Au cabaret du Lion Bleu, le sergent Brand présenta à son nouvel ami, M. Harker, un grand nombre d’ingénieux mélanges destinés à empêcher l’approche de l’intoxication. Il lui expliqua que l’emploi de ces mélanges était indispensable, au régiment, car, sans eux, pas un seul officier ne serait dans un état de sobriété suffisante pour assister, par exemple, aux revues hebdomadaires. Et le plus efficace de ces mélanges se trouvait être de combiner une pinte d’ale doux avec quatre sous de gin authentique. J’espère que, même dans le civil, mon lecteur saura tirer profit de cette recette, pour lui-même, ou pour un ami : car l’effet qu’elle produisit sur M. Harker fut vraiment celui d’une révolution. Le brave garçon eut à être hissé sur son siège, où il déploya dès lors une disposition d’esprit entièrement partagée entre le rire et la musique. Aussi le sergent se trouva-t-il tout naturellement amené à prendre les rênes de la voiture. Et, sans doute, avec l’humeur poétique de tous les artistes, avait-il un penchant tout particulier pour les beautés les plus solitaires du paysage anglais : car, après que la carriole eût voyagé pendant quelque temps sous sa direction, sans cesse les chemins qu’elle suivait étaient plus déserts, plus ombreux, plus éloignés des routes passantes.

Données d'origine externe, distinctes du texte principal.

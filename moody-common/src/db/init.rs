//! Database initialization
//!
//! Creates the schema on first run, seeds the emotion registry and the
//! runtime settings. Every step is idempotent so it runs on each startup.

use crate::emotion::Emotion;
use crate::Result;
use sqlx::{sqlite::SqlitePoolOptions, SqlitePool};
use std::path::Path;
use tracing::{info, warn};

/// Open (or create) the database file and bring the schema up to date
pub async fn init_database(db_path: &Path) -> Result<SqlitePool> {
    let newly_created = !db_path.exists();

    if let Some(parent) = db_path.parent() {
        if !parent.as_os_str().is_empty() {
            std::fs::create_dir_all(parent)?;
        }
    }

    let db_url = format!("sqlite://{}?mode=rwc", db_path.display());
    let pool = SqlitePoolOptions::new()
        .max_connections(10)
        .min_connections(1)
        .connect(&db_url)
        .await?;

    if newly_created {
        info!("Initialized new database: {}", db_path.display());
    } else {
        info!("Opened existing database: {}", db_path.display());
    }

    // WAL allows concurrent readers with one writer (HTTP + workers)
    sqlx::query("PRAGMA journal_mode = WAL").execute(&pool).await?;

    initialize_schema(&pool).await?;
    Ok(pool)
}

/// Single-connection in-memory database with the production schema
///
/// Every connection to `sqlite::memory:` is a distinct database, so the
/// pool is capped at one connection.
pub async fn init_memory_database() -> Result<SqlitePool> {
    let pool = SqlitePoolOptions::new()
        .max_connections(1)
        .connect("sqlite::memory:")
        .await?;
    initialize_schema(&pool).await?;
    Ok(pool)
}

/// Create tables, seed emotions and default settings
pub async fn initialize_schema(pool: &SqlitePool) -> Result<()> {
    sqlx::query("PRAGMA foreign_keys = ON").execute(pool).await?;
    sqlx::query("PRAGMA busy_timeout = 5000").execute(pool).await?;

    create_settings_table(pool).await?;
    create_users_table(pool).await?;
    create_emotions_table(pool).await?;
    create_songs_table(pool).await?;
    create_user_emotions_table(pool).await?;
    create_user_song_votes_table(pool).await?;
    create_provider_auths_table(pool).await?;
    create_provider_user_data_table(pool).await?;
    create_oauth_states_table(pool).await?;
    create_tasks_table(pool).await?;

    seed_emotions(pool).await?;
    init_default_settings(pool).await?;

    Ok(())
}

pub async fn create_settings_table(pool: &SqlitePool) -> Result<()> {
    sqlx::query(
        r#"
        CREATE TABLE IF NOT EXISTS settings (
            key TEXT PRIMARY KEY,
            value TEXT
        )
        "#,
    )
    .execute(pool)
    .await?;

    Ok(())
}

async fn create_users_table(pool: &SqlitePool) -> Result<()> {
    sqlx::query(
        r#"
        CREATE TABLE IF NOT EXISTS users (
            id TEXT PRIMARY KEY,
            username TEXT NOT NULL UNIQUE,
            email TEXT,
            created_at INTEGER NOT NULL
        )
        "#,
    )
    .execute(pool)
    .await?;

    Ok(())
}

async fn create_emotions_table(pool: &SqlitePool) -> Result<()> {
    sqlx::query(
        r#"
        CREATE TABLE IF NOT EXISTS emotions (
            name TEXT PRIMARY KEY,
            energy REAL NOT NULL CHECK (energy BETWEEN 0 AND 1),
            valence REAL NOT NULL CHECK (valence BETWEEN 0 AND 1),
            danceability REAL NOT NULL CHECK (danceability BETWEEN 0 AND 1)
        )
        "#,
    )
    .execute(pool)
    .await?;

    Ok(())
}

async fn create_songs_table(pool: &SqlitePool) -> Result<()> {
    sqlx::query(
        r#"
        CREATE TABLE IF NOT EXISTS songs (
            id INTEGER PRIMARY KEY AUTOINCREMENT,
            code TEXT NOT NULL UNIQUE CHECK (length(code) <= 36),
            name TEXT NOT NULL CHECK (length(name) <= 200),
            artist TEXT NOT NULL CHECK (length(artist) <= 200),
            genre TEXT NOT NULL DEFAULT '' CHECK (length(genre) <= 20),
            valence REAL NOT NULL CHECK (valence BETWEEN 0 AND 1),
            energy REAL NOT NULL CHECK (energy BETWEEN 0 AND 1),
            danceability REAL NOT NULL DEFAULT 0 CHECK (danceability BETWEEN 0 AND 1),
            created_at INTEGER NOT NULL
        )
        "#,
    )
    .execute(pool)
    .await?;

    sqlx::query("CREATE INDEX IF NOT EXISTS idx_songs_genre ON songs(genre)")
        .execute(pool)
        .await?;
    sqlx::query("CREATE INDEX IF NOT EXISTS idx_songs_artist ON songs(artist)")
        .execute(pool)
        .await?;

    Ok(())
}

async fn create_user_emotions_table(pool: &SqlitePool) -> Result<()> {
    sqlx::query(
        r#"
        CREATE TABLE IF NOT EXISTS user_emotions (
            id INTEGER PRIMARY KEY AUTOINCREMENT,
            user_id TEXT NOT NULL REFERENCES users(id) ON DELETE CASCADE,
            emotion TEXT NOT NULL REFERENCES emotions(name),
            energy REAL NOT NULL CHECK (energy BETWEEN 0 AND 1),
            valence REAL NOT NULL CHECK (valence BETWEEN 0 AND 1),
            danceability REAL NOT NULL CHECK (danceability BETWEEN 0 AND 1),
            updated_at INTEGER NOT NULL,
            UNIQUE (user_id, emotion)
        )
        "#,
    )
    .execute(pool)
    .await?;

    Ok(())
}

async fn create_user_song_votes_table(pool: &SqlitePool) -> Result<()> {
    sqlx::query(
        r#"
        CREATE TABLE IF NOT EXISTS user_song_votes (
            id INTEGER PRIMARY KEY AUTOINCREMENT,
            user_id TEXT NOT NULL REFERENCES users(id) ON DELETE CASCADE,
            song_id INTEGER NOT NULL REFERENCES songs(id) ON DELETE CASCADE,
            emotion TEXT NOT NULL REFERENCES emotions(name),
            context TEXT NOT NULL DEFAULT ''
                CHECK (context IN ('', 'PARTY', 'RELAX', 'WORK', 'EXERCISE', 'OTHER')),
            description TEXT NOT NULL DEFAULT '',
            vote INTEGER NOT NULL,
            created_at INTEGER NOT NULL,
            UNIQUE (user_id, song_id, emotion, context)
        )
        "#,
    )
    .execute(pool)
    .await?;

    sqlx::query(
        "CREATE INDEX IF NOT EXISTS idx_votes_user_emotion ON user_song_votes(user_id, emotion, vote)",
    )
    .execute(pool)
    .await?;

    Ok(())
}

async fn create_provider_auths_table(pool: &SqlitePool) -> Result<()> {
    sqlx::query(
        r#"
        CREATE TABLE IF NOT EXISTS provider_auths (
            id INTEGER PRIMARY KEY AUTOINCREMENT,
            user_id TEXT NOT NULL UNIQUE REFERENCES users(id) ON DELETE CASCADE,
            provider_user_id TEXT NOT NULL UNIQUE,
            access_token TEXT NOT NULL,
            refresh_token TEXT NOT NULL,
            last_refreshed INTEGER NOT NULL,
            scopes TEXT NOT NULL DEFAULT '[]',
            created_at INTEGER NOT NULL
        )
        "#,
    )
    .execute(pool)
    .await?;

    Ok(())
}

async fn create_provider_user_data_table(pool: &SqlitePool) -> Result<()> {
    sqlx::query(
        r#"
        CREATE TABLE IF NOT EXISTS provider_user_data (
            auth_id INTEGER PRIMARY KEY REFERENCES provider_auths(id) ON DELETE CASCADE,
            top_artists TEXT NOT NULL DEFAULT '[]',
            updated_at INTEGER NOT NULL
        )
        "#,
    )
    .execute(pool)
    .await?;

    Ok(())
}

async fn create_oauth_states_table(pool: &SqlitePool) -> Result<()> {
    sqlx::query(
        r#"
        CREATE TABLE IF NOT EXISTS oauth_states (
            user_id TEXT PRIMARY KEY REFERENCES users(id) ON DELETE CASCADE,
            state TEXT NOT NULL,
            created_at INTEGER NOT NULL
        )
        "#,
    )
    .execute(pool)
    .await?;

    Ok(())
}

async fn create_tasks_table(pool: &SqlitePool) -> Result<()> {
    sqlx::query(
        r#"
        CREATE TABLE IF NOT EXISTS tasks (
            id TEXT PRIMARY KEY,
            kind TEXT NOT NULL,
            payload TEXT NOT NULL,
            status TEXT NOT NULL DEFAULT 'pending'
                CHECK (status IN ('pending', 'running', 'completed', 'failed')),
            attempts INTEGER NOT NULL DEFAULT 0,
            max_attempts INTEGER NOT NULL,
            run_after INTEGER NOT NULL,
            last_error TEXT,
            created_at INTEGER NOT NULL,
            updated_at INTEGER NOT NULL
        )
        "#,
    )
    .execute(pool)
    .await?;

    sqlx::query("CREATE INDEX IF NOT EXISTS idx_tasks_due ON tasks(status, run_after)")
        .execute(pool)
        .await?;

    Ok(())
}

/// Seed the emotion registry with default centers
///
/// Existing rows are left alone so operator adjustments survive restarts.
async fn seed_emotions(pool: &SqlitePool) -> Result<()> {
    for emotion in Emotion::ALL {
        let defaults = emotion.default_attributes();
        let result = sqlx::query(
            "INSERT OR IGNORE INTO emotions (name, energy, valence, danceability) VALUES (?, ?, ?, ?)",
        )
        .bind(emotion.code())
        .bind(defaults.energy)
        .bind(defaults.valence)
        .bind(defaults.danceability)
        .execute(pool)
        .await?;

        if result.rows_affected() > 0 {
            info!(emotion = emotion.full_name(), "Seeded emotion defaults");
        }
    }
    Ok(())
}

/// Initialize or repair runtime settings
async fn init_default_settings(pool: &SqlitePool) -> Result<()> {
    // User-emotion model
    ensure_setting(pool, "candidate_batch_size", "15").await?;

    // Browse
    ensure_setting(pool, "browse_default_jitter", "0.15").await?;
    ensure_setting(pool, "browse_default_limit", "9").await?;
    ensure_setting(pool, "browse_max_limit", "25").await?;
    ensure_setting(pool, "browse_cache_ttl_secs", "600").await?;
    ensure_setting(pool, "playlist_page_size", "15").await?;

    // Provider
    ensure_setting(pool, "provider_token_ttl_secs", "3600").await?;
    ensure_setting(pool, "provider_batch_size", "100").await?;

    // Workers
    ensure_setting(pool, "export_retry_delay_secs", "900").await?;
    ensure_setting(pool, "export_max_retries", "3").await?;
    ensure_setting(pool, "suggest_rate_limit_per_minute", "3").await?;

    Ok(())
}

/// Ensure a setting exists with the specified default value
///
/// Missing settings are inserted; NULL values are reset to the default.
pub async fn ensure_setting(pool: &SqlitePool, key: &str, default_value: &str) -> Result<()> {
    let inserted = sqlx::query("INSERT OR IGNORE INTO settings (key, value) VALUES (?, ?)")
        .bind(key)
        .bind(default_value)
        .execute(pool)
        .await?
        .rows_affected();

    if inserted > 0 {
        info!("Initialized setting '{}' with default value: {}", key, default_value);
        return Ok(());
    }

    let reset = sqlx::query("UPDATE settings SET value = ? WHERE key = ? AND value IS NULL")
        .bind(default_value)
        .bind(key)
        .execute(pool)
        .await?
        .rows_affected();

    if reset > 0 {
        warn!("Setting '{}' was NULL, reset to default: {}", key, default_value);
    }

    Ok(())
}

Au reste, pour vous donner une idée des méandres que suivit la carriole, sous la conduite du sergent, je devrais publier ici un plan topographique du comté de Middlesex, et ce genre de plan est malheureusement bien coûteux à reproduire. Qu’il vous suffise donc d’apprendre que, peu de temps après la tombée de la nuit, la carriole s’arrêta au milieu d’un bois, et que, là, avec une tendre sollicitude, le sergent souleva d’entre les paquets, et déposa sur un tas de feuilles sèches, la forme inanimée du jeune Harker.
« Et si tu te réveilles avant demain matin, mon petit, songea le sergent, il y aura quelqu’un qui en sera bien surpris ! »
De toutes les poches du camionneur endormi, il retira doucement ce qu’elles contenaient, c’est-à-dire, surtout, une somme de dix-sept shillings et huit pence. Après quoi, remontant sur le siège, il remit le cheval en marche. « Si seulement je savais un peu où je suis, ce serait une bien bonne farce ! se dit-il. D’ailleurs, voici un tournant ! »
Il le tourna, et se trouva sur la berge de la Tamise. À cent pas de lui, les lumières d’un yacht brillaient gaiement ; et tout près de lui, si près qu’il ne pouvait songer à n’en être pas vu, trois personnes, une dame et deux messieurs, allaient délibérément à sa rencontre. Le sergent hésita une seconde : puis, se fiant à l’obscurité, il s’avança. Alors un des deux hommes, qui était de l’apparence la plus imposante, s’avança au milieu du chemin et leva en l’air une grosse canne par manière de signal.
– Mon brave homme, cria-t-il, n’auriez-vous pas rencontré la voiture d’un camionneur ?
Le sergent Brand ne laissa pas d’accueillir cette question avec un certain embarras.
– La voiture d’un camionneur ? répéta-t-il d’une voix incertaine. Ma foi, non, monsieur !
– Ah ! fit l’imposant gentleman, en s’écartant pour laisser passer le sergent. La dame et le second des deux hommes se penchèrent en avant, et parurent examiner la carriole avec la plus vive curiosité.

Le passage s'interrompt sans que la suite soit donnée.